HSC Clarifies when Counsel Opens the Door and Re-emphasizes the Need for Merger Instructions
State v. Lavoie (HSC November 22, 2019)
Background. Marlin Lavoie was charged with murder in the
second degree, carrying or using a firearm in the commission of a separate
felony, being a felon in possession of a firearm or ammunition, and place to
keep loaded firearms. The charges stem from the killing of Lavoie’s girlfriend
and the mother of his four children, Malia Kahalewai on Molokai. Lavoie moved
prior to trial to preclude prior bad acts in which Lavoie injured or threatened
to hurt Kahalewai. Judge Joseph E. Cardoza of the circuit court granted the
motion; the prosecutor noted that “should the door be opened” it would ask to revisit
the pretrial ruling.
The Trial. Nicole Aea, a friend of
Kahalewai testified that Kahalewai was living with Lavoie and their children in
the remote Honouliwai Valley. She had been staying with her and her other
friends for a few days. On the night of the shooting, Aea was with Kahelwai and
her friends when Lavoie came over to the apartment. Lavoie repeatedly asked
Kahalewai to come out so he could talk to her. He said that the children missed
her. Kahalewai told him no and asked him to go away. Lavoie started to cry.
The group moved to a porch
and were joined by two other women. Lavoie remained at the bottom of the porch
teary eyed and asking Kahalewai to come home. Kahalewai began telling Lavoie
things like “I no love. I no like be with you.” “Go be with a guy.” “F—k you,
f----t, f—k, I no love you f----t, you ugly.” Lavoie pleaded with her to come
home. The conversation ended with Kahalewai told Lavoie, “you should find a guy
because this b---h not going to take care of you anymore.” Lavoie would later
tell a detective that after that he just snapped.

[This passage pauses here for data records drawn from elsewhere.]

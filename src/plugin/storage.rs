//! Per-plugin sandboxed key/value storage.
//!
//! [`StorageSandbox`] is the runtime's view: every call names the namespace.
//! Plugins only ever see a [`StorageHandle`], which is bound to the plugin id
//! of the execution context it was created for and cannot address any other
//! namespace. Handle writes are buffered and committed on [`StorageHandle::flush`],
//! which the lifecycle manager calls after a successful activation or command,
//! on deactivation and on shutdown. A failed activation discards them.

use std::collections::{BTreeMap, HashMap};
use std::path::PathBuf;
use std::sync::Arc;

use parking_lot::{Mutex, RwLock};
use serde_json::{Map, Value};
use tracing::debug;

use super::persist::{load_json, save_json};
use super::{Capability, PermissionManager, PluginResult};

type Namespace = Map<String, Value>;

/// Namespaced key/value store, one namespace per plugin id.
pub struct StorageSandbox {
    root: Option<PathBuf>,
    namespaces: RwLock<HashMap<String, Namespace>>,
}

impl std::fmt::Debug for StorageSandbox {
    fn fmt(&self, f: &mut std::fmt::Formatter<'_>) -> std::fmt::Result {
        f.debug_struct("StorageSandbox")
            .field("root", &self.root)
            .field("namespaces", &self.namespaces.read().len())
            .finish()
    }
}

impl StorageSandbox {
    pub fn in_memory() -> Self {
        Self { root: None, namespaces: RwLock::new(HashMap::new()) }
    }

    /// Open the sandbox persisted under `root`, one `<plugin_id>.json` per namespace.
    pub fn open(root: impl Into<PathBuf>) -> PluginResult<Self> {
        let root = root.into();
        std::fs::create_dir_all(&root)?;

        let mut namespaces = HashMap::new();
        for entry in std::fs::read_dir(&root)? {
            let path = entry?.path();
            if path.extension().and_then(|e| e.to_str()) != Some("json") {
                continue;
            }
            let Some(plugin_id) = path.file_stem().and_then(|s| s.to_str()) else {
                continue;
            };
            let namespace: Namespace = load_json(&path)?;
            namespaces.insert(plugin_id.to_string(), namespace);
        }

        Ok(Self { root: Some(root), namespaces: RwLock::new(namespaces) })
    }

    fn namespace_path(&self, plugin_id: &str) -> Option<PathBuf> {
        self.root.as_ref().map(|root| root.join(format!("{plugin_id}.json")))
    }

    fn save(&self, plugin_id: &str, namespace: Option<&Namespace>) -> PluginResult<()> {
        let Some(path) = self.namespace_path(plugin_id) else {
            return Ok(());
        };
        match namespace {
            Some(namespace) if !namespace.is_empty() => save_json(&path, namespace),
            _ => match std::fs::remove_file(&path) {
                Err(e) if e.kind() != std::io::ErrorKind::NotFound => Err(e.into()),
                _ => Ok(()),
            },
        }
    }

    pub fn get(&self, plugin_id: &str, key: &str) -> Option<Value> {
        self.namespaces.read().get(plugin_id).and_then(|ns| ns.get(key).cloned())
    }

    pub fn set(&self, plugin_id: &str, key: &str, value: Value) -> PluginResult<()> {
        self.apply(plugin_id, BTreeMap::from([(key.to_string(), Some(value))]))
    }

    pub fn delete(&self, plugin_id: &str, key: &str) -> PluginResult<Option<Value>> {
        let previous = self.get(plugin_id, key);
        if previous.is_some() {
            self.apply(plugin_id, BTreeMap::from([(key.to_string(), None)]))?;
        }
        Ok(previous)
    }

    /// Keys stored for a plugin, sorted.
    pub fn keys(&self, plugin_id: &str) -> Vec<String> {
        let mut keys: Vec<_> = self
            .namespaces
            .read()
            .get(plugin_id)
            .map(|ns| ns.keys().cloned().collect())
            .unwrap_or_default();
        keys.sort();
        keys
    }

    /// Plugin ids that have a namespace.
    pub fn plugin_ids(&self) -> Vec<String> {
        self.namespaces.read().keys().cloned().collect()
    }

    /// Commit a batch of writes; `None` deletes the key.
    pub fn apply(
        &self,
        plugin_id: &str,
        writes: BTreeMap<String, Option<Value>>,
    ) -> PluginResult<()> {
        if writes.is_empty() {
            return Ok(());
        }
        let mut namespaces = self.namespaces.write();
        let namespace = namespaces.entry(plugin_id.to_string()).or_default();
        for (key, value) in writes {
            match value {
                Some(value) => {
                    namespace.insert(key, value);
                }
                None => {
                    namespace.remove(&key);
                }
            }
        }
        if namespace.is_empty() {
            namespaces.remove(plugin_id);
        }
        self.save(plugin_id, namespaces.get(plugin_id))
    }

    /// Remove a plugin's whole namespace.
    pub fn clear(&self, plugin_id: &str) -> PluginResult<()> {
        let mut namespaces = self.namespaces.write();
        namespaces.remove(plugin_id);
        debug!(plugin = plugin_id, "storage namespace cleared");
        self.save(plugin_id, None)
    }
}

/// A plugin's view of its own storage namespace.
///
/// Every call re-checks the `storage` permission.
#[derive(Clone)]
pub struct StorageHandle {
    plugin_id: Arc<str>,
    sandbox: Arc<StorageSandbox>,
    permissions: Arc<PermissionManager>,
    pending: Arc<Mutex<BTreeMap<String, Option<Value>>>>,
}

impl std::fmt::Debug for StorageHandle {
    fn fmt(&self, f: &mut std::fmt::Formatter<'_>) -> std::fmt::Result {
        f.debug_struct("StorageHandle")
            .field("plugin_id", &self.plugin_id)
            .field("pending", &self.pending.lock().len())
            .finish()
    }
}

impl StorageHandle {
    pub(crate) fn new(
        plugin_id: &str,
        sandbox: Arc<StorageSandbox>,
        permissions: Arc<PermissionManager>,
    ) -> Self {
        Self {
            plugin_id: Arc::from(plugin_id),
            sandbox,
            permissions,
            pending: Arc::new(Mutex::new(BTreeMap::new())),
        }
    }

    fn authorize(&self) -> PluginResult<()> {
        self.permissions.check(&self.plugin_id, Capability::Storage.as_str())
    }

    pub fn get(&self, key: &str) -> PluginResult<Option<Value>> {
        self.authorize()?;
        if let Some(buffered) = self.pending.lock().get(key) {
            return Ok(buffered.clone());
        }
        Ok(self.sandbox.get(&self.plugin_id, key))
    }

    pub fn set(&self, key: &str, value: Value) -> PluginResult<()> {
        self.authorize()?;
        self.pending.lock().insert(key.to_string(), Some(value));
        Ok(())
    }

    pub fn delete(&self, key: &str) -> PluginResult<()> {
        self.authorize()?;
        self.pending.lock().insert(key.to_string(), None);
        Ok(())
    }

    /// Number of buffered writes.
    pub fn pending_writes(&self) -> usize {
        self.pending.lock().len()
    }

    /// Commit buffered writes to the sandbox.
    pub(crate) fn flush(&self) -> PluginResult<usize> {
        let writes = std::mem::take(&mut *self.pending.lock());
        let count = writes.len();
        self.sandbox.apply(&self.plugin_id, writes)?;
        Ok(count)
    }

    /// Drop buffered writes without committing them.
    pub(crate) fn discard(&self) {
        self.pending.lock().clear();
    }
}
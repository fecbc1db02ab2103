//! Lifecycle event bus.

use chrono::{DateTime, Utc};
use serde::{Deserialize, Serialize};
use tokio::sync::broadcast;
use tracing::trace;
use uuid::Uuid;

const CHANNEL_CAPACITY: usize = 256;

/// What happened to a plugin.
#[derive(Debug, Clone, PartialEq, Eq, Serialize, Deserialize)]
#[serde(tag = "type", rename_all = "snake_case")]
pub enum PluginEventKind {
    Installed,
    Activated { commands: Vec<String> },
    Deactivated,
    Failed { message: String },
    Recovered,
    Uninstalled,
    PermissionGranted { permission: String },
    PermissionRevoked { permission: String },
    SettingsUpdated,
}

#[derive(Debug, Clone, PartialEq, Eq, Serialize, Deserialize)]
pub struct PluginEvent {
    pub id: Uuid,
    pub plugin_id: String,
    #[serde(flatten)]
    pub kind: PluginEventKind,
    pub timestamp: DateTime<Utc>,
}

impl PluginEvent {
    pub fn new(plugin_id: &str, kind: PluginEventKind) -> Self {
        Self { id: Uuid::new_v4(), plugin_id: plugin_id.to_string(), kind, timestamp: Utc::now() }
    }
}

/// Fan-out of plugin events to any number of subscribers.
#[derive(Debug, Clone)]
pub struct EventBus {
    sender: broadcast::Sender<PluginEvent>,
}

impl EventBus {
    pub fn new() -> Self {
        let (sender, _) = broadcast::channel(CHANNEL_CAPACITY);
        Self { sender }
    }

    /// Publish an event. Having no subscribers is fine.
    pub fn publish(&self, plugin_id: &str, kind: PluginEventKind) {
        let event = PluginEvent::new(plugin_id, kind);
        trace!(plugin = plugin_id, kind = ?event.kind, "plugin event");
        let _ = self.sender.send(event);
    }

    pub fn subscribe(&self) -> broadcast::Receiver<PluginEvent> {
        self.sender.subscribe()
    }
}

impl Default for EventBus {
    fn default() -> Self {
        Self::new()
    }
}
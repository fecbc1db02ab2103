//! The canonical table of installed plugins.
//!
//! Records are owned here and indexed by id. Everything else in the runtime
//! holds plugin ids only. State changes require a [`LifecycleGuard`] for the
//! id being changed.

use std::collections::BTreeMap;
use std::path::{Path, PathBuf};

use chrono::{DateTime, Utc};
use parking_lot::RwLock;
use serde::{Deserialize, Serialize};
use serde_json::{Map, Value};
use tracing::info;

use super::locks::LifecycleGuard;
use super::persist::{load_json, save_json};
use super::{PluginError, PluginManifest, PluginResult, PluginState, Transition};

/// An installed plugin.
#[derive(Debug, Clone, PartialEq, Serialize, Deserialize)]
pub struct Plugin {
    /// Plugin manifest, immutable once installed.
    pub manifest: PluginManifest,
    /// Managed directory holding the plugin's files.
    pub path: PathBuf,
    /// Lifecycle state.
    pub state: PluginState,
    /// User settings.
    #[serde(default)]
    pub settings: Map<String, Value>,
    /// Installation timestamp.
    pub installed_at: DateTime<Utc>,
    /// Last successful activation.
    #[serde(default, skip_serializing_if = "Option::is_none")]
    pub last_activated: Option<DateTime<Utc>>,
    /// SHA-256 of the installed `plugin.json`.
    #[serde(default)]
    pub manifest_digest: String,
}

impl Plugin {
    pub fn id(&self) -> &str {
        &self.manifest.info.id
    }

    /// Captured failure message when in the `Error` state.
    pub fn error(&self) -> Option<&str> {
        self.state.error_message()
    }
}

/// On-disk registry format.
#[derive(Debug, Default, Serialize, Deserialize)]
struct RegistryFile {
    plugins: BTreeMap<String, Plugin>,
}

/// Id-indexed store of installed plugins.
pub struct PluginRegistry {
    path: Option<PathBuf>,
    plugins: RwLock<BTreeMap<String, Plugin>>,
}

impl std::fmt::Debug for PluginRegistry {
    fn fmt(&self, f: &mut std::fmt::Formatter<'_>) -> std::fmt::Result {
        f.debug_struct("PluginRegistry").field("plugins", &self.plugins.read().len()).finish()
    }
}

impl PluginRegistry {
    pub fn in_memory() -> Self {
        Self { path: None, plugins: RwLock::new(BTreeMap::new()) }
    }

    /// Open the registry persisted at `path` (usually `registry.json`).
    pub fn open(path: impl Into<PathBuf>) -> PluginResult<Self> {
        let path = path.into();
        let file: RegistryFile = load_json(&path)?;
        Ok(Self { path: Some(path), plugins: RwLock::new(file.plugins) })
    }

    fn save(&self, plugins: &BTreeMap<String, Plugin>) -> PluginResult<()> {
        let Some(path) = &self.path else {
            return Ok(());
        };
        let file = RegistryFile { plugins: plugins.clone() };
        save_json(path, &file)
    }

    /// Add a freshly installed plugin in state `Loaded`.
    pub fn register(
        &self,
        manifest: PluginManifest,
        path: PathBuf,
        manifest_digest: String,
    ) -> PluginResult<Plugin> {
        let mut plugins = self.plugins.write();
        let id = manifest.info.id.clone();
        if plugins.contains_key(&id) {
            return Err(PluginError::IdConflict(id));
        }

        let plugin = Plugin {
            state: PluginState::Unloaded.transition(&id, Transition::Install)?,
            settings: manifest.settings_defaults(),
            manifest,
            path,
            installed_at: Utc::now(),
            last_activated: None,
            manifest_digest,
        };
        plugins.insert(id.clone(), plugin.clone());
        if let Err(e) = self.save(&plugins) {
            plugins.remove(&id);
            return Err(e);
        }

        info!(plugin = %id, "plugin registered");
        Ok(plugin)
    }

    pub fn get(&self, id: &str) -> PluginResult<Plugin> {
        self.plugins.read().get(id).cloned().ok_or_else(|| PluginError::NotFound(id.to_string()))
    }

    pub fn contains(&self, id: &str) -> bool {
        self.plugins.read().contains_key(id)
    }

    /// Id of the plugin whose files live at `path`, if any.
    pub fn owner_of(&self, path: &Path) -> Option<String> {
        self.plugins.read().values().find(|p| p.path == path).map(|p| p.id().to_string())
    }

    /// Snapshot of every plugin, ordered by id.
    pub fn list_all(&self) -> Vec<Plugin> {
        self.plugins.read().values().cloned().collect()
    }

    pub fn len(&self) -> usize {
        self.plugins.read().len()
    }

    pub fn is_empty(&self) -> bool {
        self.plugins.read().is_empty()
    }

    /// Apply a lifecycle transition to a plugin's state.
    pub fn transition(
        &self,
        guard: &LifecycleGuard,
        id: &str,
        event: Transition,
    ) -> PluginResult<PluginState> {
        guard.assert_holds(id);
        let mut plugins = self.plugins.write();
        let plugin = plugins.get_mut(id).ok_or_else(|| PluginError::NotFound(id.to_string()))?;

        let activated = matches!(event, Transition::Activate { .. });
        let next = plugin.state.transition(id, event)?;
        let previous = std::mem::replace(&mut plugin.state, next.clone());
        let previous_activation = plugin.last_activated;
        if activated {
            plugin.last_activated = Some(Utc::now());
        }

        if let Err(e) = self.save(&plugins) {
            if let Some(plugin) = plugins.get_mut(id) {
                plugin.state = previous;
                plugin.last_activated = previous_activation;
            }
            return Err(e);
        }
        Ok(next)
    }

    /// Hard delete. Only the uninstall path calls this.
    pub fn remove(&self, guard: &LifecycleGuard, id: &str) -> PluginResult<Plugin> {
        guard.assert_holds(id);
        let mut plugins = self.plugins.write();
        let plugin = plugins.remove(id).ok_or_else(|| PluginError::NotFound(id.to_string()))?;
        assert!(
            !plugin.state.is_active(),
            "plugin '{id}' removed from the registry while still activated"
        );
        if let Err(e) = self.save(&plugins) {
            plugins.insert(id.to_string(), plugin);
            return Err(e);
        }
        Ok(plugin)
    }

    /// Merge `patch` into a plugin's settings; `null` values remove keys.
    pub fn update_settings(
        &self,
        id: &str,
        patch: Map<String, Value>,
    ) -> PluginResult<Map<String, Value>> {
        let mut plugins = self.plugins.write();
        let plugin = plugins.get_mut(id).ok_or_else(|| PluginError::NotFound(id.to_string()))?;

        for (key, value) in patch {
            if value.is_null() {
                plugin.settings.remove(&key);
            } else {
                plugin.settings.insert(key, value);
            }
        }
        let settings = plugin.settings.clone();
        self.save(&plugins)?;
        Ok(settings)
    }
}
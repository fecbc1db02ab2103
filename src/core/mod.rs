//! Core application plumbing for inkplug.
//!
//! Configuration shared by the CLI and embedders of the plugin runtime.

mod config;

pub use config::{Config, LoggingConfig, RuntimeConfig};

Lavoie went to his vehicle
and retrieved a rifle. He shot Kahalewai in the chest at close range. She was
transported to the Molokai General Hospital and died soon after that. Lavoie
later explained to the police that he “freaked out,” ran away, and hid in the
bushes. He later turned himself into the police. He said that he had no plans
to kill Kahalewai he “just lost his mind” and “darkness took over[.]”
Trial Court Concludes
Lavoie Opens the Door to Prior Acts of Abuse. During Aea’s cross-examination,
Lavoie’s counsel elicited testimony that there were arguments between Lavoie
and Kahalewai “over the course of their relationship.” When that would happen,
Kahalewai would leave Lavoie’s house for a couple days and stay with friends. Sometimes
she would stay away for a week and a half to two weeks. Sometimes she would go
to Oahu. After that the prosecutor announced that Lavoie had opened the door to
prior bad acts. The prosecutor stated that “at least some of the arguments
involved a prior abuse” and that Kahalewai was leaving to get away from Lavoie.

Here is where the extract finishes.